Dry, desert-like exoplanets are unlikely for lifeCEFR B2

20 Apr 2026

Adapted from U. Washington, Futurity CC BY 4.0

Photo by NASA, Unsplash

Level B2 – Upper-intermediate
4 min
232 words

Researchers report that dry, desert-like exoplanets are unlikely to support long-term surface water and thus are poor candidates for life. The study notes that, although many planets lie in the habitable zone where temperatures could allow liquid water, water alone does not guarantee habitability. Using adapted models and complex simulations, the team examined how reduced surface water affects the geologic carbon cycle on Earth-sized worlds.
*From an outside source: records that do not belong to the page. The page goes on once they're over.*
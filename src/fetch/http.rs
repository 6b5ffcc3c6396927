// src/fetch/http.rs

use anyhow::{Context, Result};
use futures::{future::BoxFuture, FutureExt};
use reqwest::{
    header::{ACCEPT, CONTENT_TYPE},
    Client,
};
use serde_json::Value;
use std::time::Duration;
use tracing::debug;
use url::Url;

use super::Transport;
use crate::error::SubmitError;

pub const TICKER_PARAM: &str = "ticker";

/// `POST <endpoint>?ticker=<symbol>` with JSON headers and an empty body.
#[derive(Clone, Debug)]
pub struct HttpTransport {
    client: Client,
    endpoint: Url,
}

impl HttpTransport {
    pub fn new(endpoint: &str, timeout: Duration) -> Result<Self> {
        let endpoint =
            Url::parse(endpoint).with_context(|| format!("parsing endpoint URL {}", endpoint))?;
        let client = Client::builder()
            .timeout(timeout)
            .build()
            .context("building HTTP client")?;
        Ok(Self { client, endpoint })
    }

    pub fn with_client(client: Client, endpoint: Url) -> Self {
        Self { client, endpoint }
    }

    pub fn endpoint(&self) -> &Url {
        &self.endpoint
    }

    pub fn request_url(&self, symbol: &str) -> Url {
        let mut url = self.endpoint.clone();
        url.query_pairs_mut().append_pair(TICKER_PARAM, symbol);
        url
    }

    async fn post(&self, symbol: &str) -> Result<Value, SubmitError> {
        let url = self.request_url(symbol);
        debug!(%url, "POST");

        let resp = self
            .client
            .post(url)
            .header(CONTENT_TYPE, "application/json")
            .header(ACCEPT, "application/json")
            .send()
            .await?;

        let status = resp.status();
        if !status.is_success() {
            return Err(SubmitError::HttpStatus {
                status: status.as_u16(),
            });
        }

        let bytes = resp.bytes().await?;
        serde_json::from_slice(&bytes).map_err(SubmitError::ResponseNotJson)
    }
}

impl Transport for HttpTransport {
    fn fetch<'a>(&'a self, symbol: &'a str) -> BoxFuture<'a, Result<Value, SubmitError>> {
        self.post(symbol).boxed()
    }
}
The results indicate an Earth-sized planet needs at least 20 to 50% of the water in Earth’s oceans to maintain the carbon cycle that regulates climate. In this long-term process, carbon dioxide from volcanoes accumulates in the atmosphere, returns to the surface dissolved in rain, causes chemical weathering of rocks, sinks into the ocean and is carried into the deep interior by plate tectonics, and later returns via mountain building and volcanism. If rainfall is too limited, weathering cannot remove CO2 fast enough, atmospheric CO2 rises, heat is trapped, and remaining surface water can evaporate in a runaway warming.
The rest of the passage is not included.